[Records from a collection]
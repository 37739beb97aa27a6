//! Implementation of the `wrangle fetch` command.
//!
//! Loads formulas and manifests, resolves every formula the platform needs to
//! a cached or downloaded bottle, and hands the rest to the build fallback.

use std::path::PathBuf;
use std::sync::Arc;
use std::time::{Duration, Instant};

use anyhow::{Context, Result};
use tracing::info;

use wrangle_lib::fallback::{BuildFallback, BuildStatus};
use wrangle_lib::fetch::FetchOptions;
use wrangle_lib::platform::NeededFormulas;
use wrangle_lib::resolve::{Catalog, ResolveOptions, Resolver, State};

use crate::args::{PlatformArgs, SourceArgs};
use crate::output::{
  OutputFormat, format_duration, print_error, print_info, print_json, print_outcome, print_stat, print_success,
  print_warning,
};

pub struct FetchArgs {
  pub source: SourceArgs,
  pub platform: PlatformArgs,
  pub platform_manifest: Option<PathBuf>,
  pub types: Vec<String>,
  pub dest: PathBuf,
  pub jobs: usize,
  pub verify: bool,
  pub timeout: Option<Duration>,
  pub build_tool: Option<PathBuf>,
}

/// Execute the fetch command.
///
/// Exits successfully even when bottles are missing; those formulas are
/// listed and, with `--build-tool`, built from source.
pub fn cmd_fetch(args: FetchArgs, output: OutputFormat) -> Result<()> {
  let start = Instant::now();

  let platform = args.platform.platform()?;
  let distros = args.platform.distros(&platform);
  info!(platform = %platform, distros = ?distros, "selected platform");

  let formulas = args.source.load_formulas()?;
  let availability = args.source.load_availability()?;

  let manifest_path = args
    .platform_manifest
    .clone()
    .unwrap_or_else(|| args.source.provision_dir.join(platform.formulas_manifest_name()));
  let needed = NeededFormulas::load(&manifest_path, &args.types)
    .with_context(|| format!("Failed to load platform formulas {}", manifest_path.display()))?;

  let options = ResolveOptions {
    distros: distros.clone(),
    dest_dir: args.dest.clone(),
    parallelism: args.jobs,
    deriver: args.source.deriver(),
    fetch: FetchOptions {
      verify: args.verify,
      timeout: args.timeout,
    },
  };
  let catalog = Arc::new(Catalog::new(formulas, availability));
  let resolver = Resolver::new(catalog, options).context("Failed to create bottle fetcher")?;
  let fallback = BuildFallback::new(args.build_tool.clone());

  let rt = tokio::runtime::Runtime::new().context("Failed to create async runtime")?;
  let report = rt.block_on(resolver.resolve(&needed));
  let missing = report.missing();
  let builds = rt.block_on(fallback.run(&missing));

  if output.is_json() {
    return print_json(&serde_json::json!({
      "platform": platform.as_str(),
      "distros": distros,
      "report": report,
      "builds": builds,
    }));
  }

  print_info(&format!("Platform {} ({})", platform, distros.join(", ")));
  println!();
  for outcome in &report.outcomes {
    print_outcome(outcome);
  }
  for name in &report.unresolved {
    print_error(&format!("Formula file not found for '{}'", name));
  }

  if !missing.is_empty() {
    println!();
    match fallback.tool() {
      None => print_warning(&format!("{} formula(s) need a source build", missing.len())),
      Some(tool) => print_info(&format!("Building missing bottles with {}", tool.display())),
    }
    for build in &builds {
      match &build.status {
        BuildStatus::Skipped => println!("  Building bottle {}", build.name),
        BuildStatus::Built => print_success(&format!("Built bottle {}", build.name)),
        BuildStatus::Failed { message } => print_error(&format!("Build failed for {}: {}", build.name, message)),
      }
    }
  }

  println!();
  print_success("Bottle resolution complete!");
  print_stat("Cached", &report.count(State::Cached).to_string());
  print_stat("Downloaded", &report.count(State::Downloaded).to_string());
  print_stat("Missing", &report.count(State::Missing).to_string());
  if !report.unresolved.is_empty() {
    print_stat("Unknown formulas", &report.unresolved.len().to_string());
  }
  print_stat("Duration", &format_duration(start.elapsed()));

  Ok(())
}
//! Implementation of the `wrangle audit` command.
//!
//! Prints the manifest rows the formula definitions imply and marks every
//! bottle the bucket does not actually hold.

use anyhow::{Context, Result, bail};

use wrangle_lib::audit::{BucketListing, audit, fetch_bucket_listing};

use crate::args::SourceArgs;
use crate::output::{OutputFormat, print_json, print_stat, print_success, print_warning};

pub struct AuditArgs {
  pub source: SourceArgs,
  pub listing_url: Option<String>,
  pub host: String,
}

pub fn cmd_audit(args: AuditArgs, output: OutputFormat) -> Result<()> {
  let formulas = args.source.load_formulas()?;
  let deriver = args.source.deriver();

  let url = match &args.listing_url {
    Some(url) => url.clone(),
    None => {
      let availability = args.source.load_availability()?;
      match availability.host_url(&args.host) {
        Some(url) => url.to_string(),
        None => bail!("Host '{}' is not defined in the bottle manifest; pass --listing-url", args.host),
      }
    }
  };

  let rt = tokio::runtime::Runtime::new().context("Failed to create async runtime")?;
  let listing: BucketListing = rt
    .block_on(fetch_bucket_listing(&url))
    .context("Failed to fetch bucket listing")?;

  let report = audit(&formulas, &deriver, &listing);

  if output.is_json() {
    return print_json(&report);
  }

  for row in &report.rows {
    println!("{}", row.manifest_line(&args.host));
    if !row.listed {
      println!("_MISSING,--^^^^--");
    }
  }
  for name in &report.unversioned {
    print_warning(&format!("Skipped '{}': no version", name));
  }

  println!();
  if report.missing_count() == 0 {
    print_success("Every declared bottle is hosted");
  } else {
    print_warning(&format!("{} declared bottle(s) missing from the bucket", report.missing_count()));
  }
  print_stat("Bottles", &report.rows.len().to_string());
  print_stat("Listed files", &listing.len().to_string());

  Ok(())
}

What this task involves: All records shown above are to be repeated exactly.

Response to the task:
repository 37739beb97aa27a6
//! Implementation of the `wrangle fetch` command.
//!
//! Loads formulas and manifests, resolves every formula the platform needs to
//! a cached or downloaded bottle, and hands the rest to the build fallback.

use std::path::PathBuf;
use std::sync::Arc;
use std::time::{Duration, Instant};

use anyhow::{Context, Result};
use tracing::info;

use wrangle_lib::fallback::{BuildFallback, BuildStatus};
use wrangle_lib::fetch::FetchOptions;
use wrangle_lib::platform::NeededFormulas;
use wrangle_lib::resolve::{Catalog, ResolveOptions, Resolver, State};

use crate::args::{PlatformArgs, SourceArgs};
use crate::output::{
  OutputFormat, format_duration, print_error, print_info, print_json, print_outcome, print_stat, print_success,
  print_warning,
};

pub struct FetchArgs {
  pub source: SourceArgs,
  pub platform: PlatformArgs,
  pub platform_manifest: Option<PathBuf>,
  pub types: Vec<String>,
  pub dest: PathBuf,
  pub jobs: usize,
  pub verify: bool,
  pub timeout: Option<Duration>,
  pub build_tool: Option<PathBuf>,
}

/// Execute the fetch command.
///
/// Exits successfully even when bottles are missing; those formulas are
/// listed and, with `--build-tool`, built from source.
pub fn cmd_fetch(args: FetchArgs, output: OutputFormat) -> Result<()> {
  let start = Instant::now();

  let platform = args.platform.platform()?;
  let distros = args.platform.distros(&platform);
  info!(platform = %platform, distros = ?distros, "selected platform");

  let formulas = args.source.load_formulas()?;
  let availability = args.source.load_availability()?;

  let manifest_path = args
    .platform_manifest
    .clone()
    .unwrap_or_else(|| args.source.provision_dir.join(platform.formulas_manifest_name()));
  let needed = NeededFormulas::load(&manifest_path, &args.types)
    .with_context(|| format!("Failed to load platform formulas {}", manifest_path.display()))?;

  let options = ResolveOptions {
    distros: distros.clone(),
    dest_dir: args.dest.clone(),
    parallelism: args.jobs,
    deriver: args.source.deriver(),
    fetch: FetchOptions {
      verify: args.verify,
      timeout: args.timeout,
    },
  };
  let catalog = Arc::new(Catalog::new(formulas, availability));
  let resolver = Resolver::new(catalog, options).context("Failed to create bottle fetcher")?;
  let fallback = BuildFallback::new(args.build_tool.clone());

  let rt = tokio::runtime::Runtime::new().context("Failed to create async runtime")?;
  let report = rt.block_on(resolver.resolve(&needed));
  let missing = report.missing();
  let builds = rt.block_on(fallback.run(&missing));

  if output.is_json() {
    return print_json(&serde_json::json!({
      "platform": platform.as_str(),
      "distros": distros,
      "report": report,
      "builds": builds,
    }));
  }

  print_info(&format!("Platform {} ({})", platform, distros.join(", ")));
  println!();
  for outcome in &report.outcomes {
    print_outcome(outcome);
  }
  for name in &report.unresolved {
    print_error(&format!("Formula file not found for '{}'", name));
  }

  if !missing.is_empty() {
    println!();
    match fallback.tool() {
      None => print_warning(&format!("{} formula(s) need a source build", missing.len())),
      Some(tool) => print_info(&format!("Building missing bottles with {}", tool.display())),
    }
    for build in &builds {
      match &build.status {
        BuildStatus::Skipped => println!("  Building bottle {}", build.name),
        BuildStatus::Built => print_success(&format!("Built bottle {}", build.name)),
        BuildStatus::Failed { message } => print_error(&format!("Build failed for {}: {}", build.name, message)),
      }
    }
  }

  println!();
  print_success("Bottle resolution complete!");
  print_stat("Cached", &report.count(State::Cached).to_string());
  print_stat("Downloaded", &report.count(State::Downloaded).to_string());
  print_stat("Missing", &report.count(State::Missing).to_string());
  if !report.unresolved.is_empty() {
    print_stat("Unknown formulas", &report.unresolved.len().to_string());
  }
  print_stat("Duration", &format_duration(start.elapsed()));

  Ok(())
}
//! Implementation of the `wrangle audit` command.
//!
//! Prints the manifest rows the formula definitions imply and marks every
//! bottle the bucket does not actually hold.

use anyhow::{Context, Result, bail};

use wrangle_lib::audit::{BucketListing, audit, fetch_bucket_listing};

use crate::args::SourceArgs;
use crate::output::{OutputFormat, print_json, print_stat, print_success, print_warning};

pub struct AuditArgs {
  pub source: SourceArgs,
  pub listing_url: Option<String>,
  pub host: String,
}

pub fn cmd_audit(args: AuditArgs, output: OutputFormat) -> Result<()> {
  let formulas = args.source.load_formulas()?;
  let deriver = args.source.deriver();

  let url = match &args.listing_url {
    Some(url) => url.clone(),
    None => {
      let availability = args.source.load_availability()?;
      match availability.host_url(&args.host) {
        Some(url) => url.to_string(),
        None => bail!("Host '{}' is not defined in the bottle manifest; pass --listing-url", args.host),
      }
    }
  };

  let rt = tokio::runtime::Runtime::new().context("Failed to create async runtime")?;
  let listing: BucketListing = rt
    .block_on(fetch_bucket_listing(&url))
    .context("Failed to fetch bucket listing")?;

  let report = audit(&formulas, &deriver, &listing);

  if output.is_json() {
    return print_json(&report);
  }

  for row in &report.rows {
    println!("{}", row.manifest_line(&args.host));
    if !row.listed {
      println!("_MISSING,--^^^^--");
    }
  }
  for name in &report.unversioned {
    print_warning(&format!("Skipped '{}': no version", name));
  }

  println!();
  if report.missing_count() == 0 {
    print_success("Every declared bottle is hosted");
  } else {
    print_warning(&format!("{} declared bottle(s) missing from the bucket", report.missing_count()));
  }
  print_stat("Bottles", &report.rows.len().to_string());
  print_stat("Listed files", &listing.len().to_string());

  Ok(())
}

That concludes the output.